◆ WORK REQUEST
Count how many lines of the data below contain the string "filename"; the reply should be that number alone.

◆ MATERIAL PROVIDED
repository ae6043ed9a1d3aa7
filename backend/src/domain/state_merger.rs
//! Folding financial state patches into the tracked state.
//!
//! Merging is shallow: each field present in the patch replaces the previous
//! value, absent fields are left alone. Debt maps are replaced wholesale, the
//! model is expected to send the complete map whenever it sends one.

use shared::{FinancialState, FinancialStatePatch};

/// Apply a non-reset patch on top of the previous state.
///
/// Callers handle `patch.reset` themselves by calling [`reset`] instead; the
/// reset flag is ignored here.
pub fn merge(previous: Option<FinancialState>, patch: &FinancialStatePatch) -> Option<FinancialState> {
    let mut state = previous.unwrap_or_default();

    if let Some(cash) = patch.cash {
        state.cash = Some(cash);
    }
    if let Some(bank) = patch.bank {
        state.bank = Some(bank);
    }
    if let Some(debts_to_user) = &patch.debts_to_user {
        state.debts_to_user = Some(debts_to_user.clone());
    }
    if let Some(user_debts) = &patch.user_debts {
        state.user_debts = Some(user_debts.clone());
    }

    Some(state)
}

/// The "no state" value that replaces everything on a reset.
pub fn reset() -> Option<FinancialState> {
    None
}
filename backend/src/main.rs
use anyhow::Result;
use clap::Parser;
use tracing::info;
use tracing_subscriber::EnvFilter;

use savvy_backend::{create_router, initialize_backend, AppConfig};

#[tokio::main]
async fn main() -> Result<()> {
    tracing_subscriber::fmt()
        .with_env_filter(EnvFilter::try_from_default_env().unwrap_or_else(|_| EnvFilter::new("info")))
        .init();

    let config = AppConfig::parse();

    let app_state = initialize_backend(&config);
    let app = create_router(app_state, &config)?;

    info!("Starting server on {}", config.bind_addr);
    let listener = tokio::net::TcpListener::bind(config.bind_addr).await?;
    info!("Serving frontend from {}", config.static_dir.display());

    axum::serve(listener, app).await?;

    Ok(())
}
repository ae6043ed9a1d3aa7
pub mod expense_mapper;

pub use expense_mapper::ExpenseMapper;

◆ RESULT OF THE TASK
2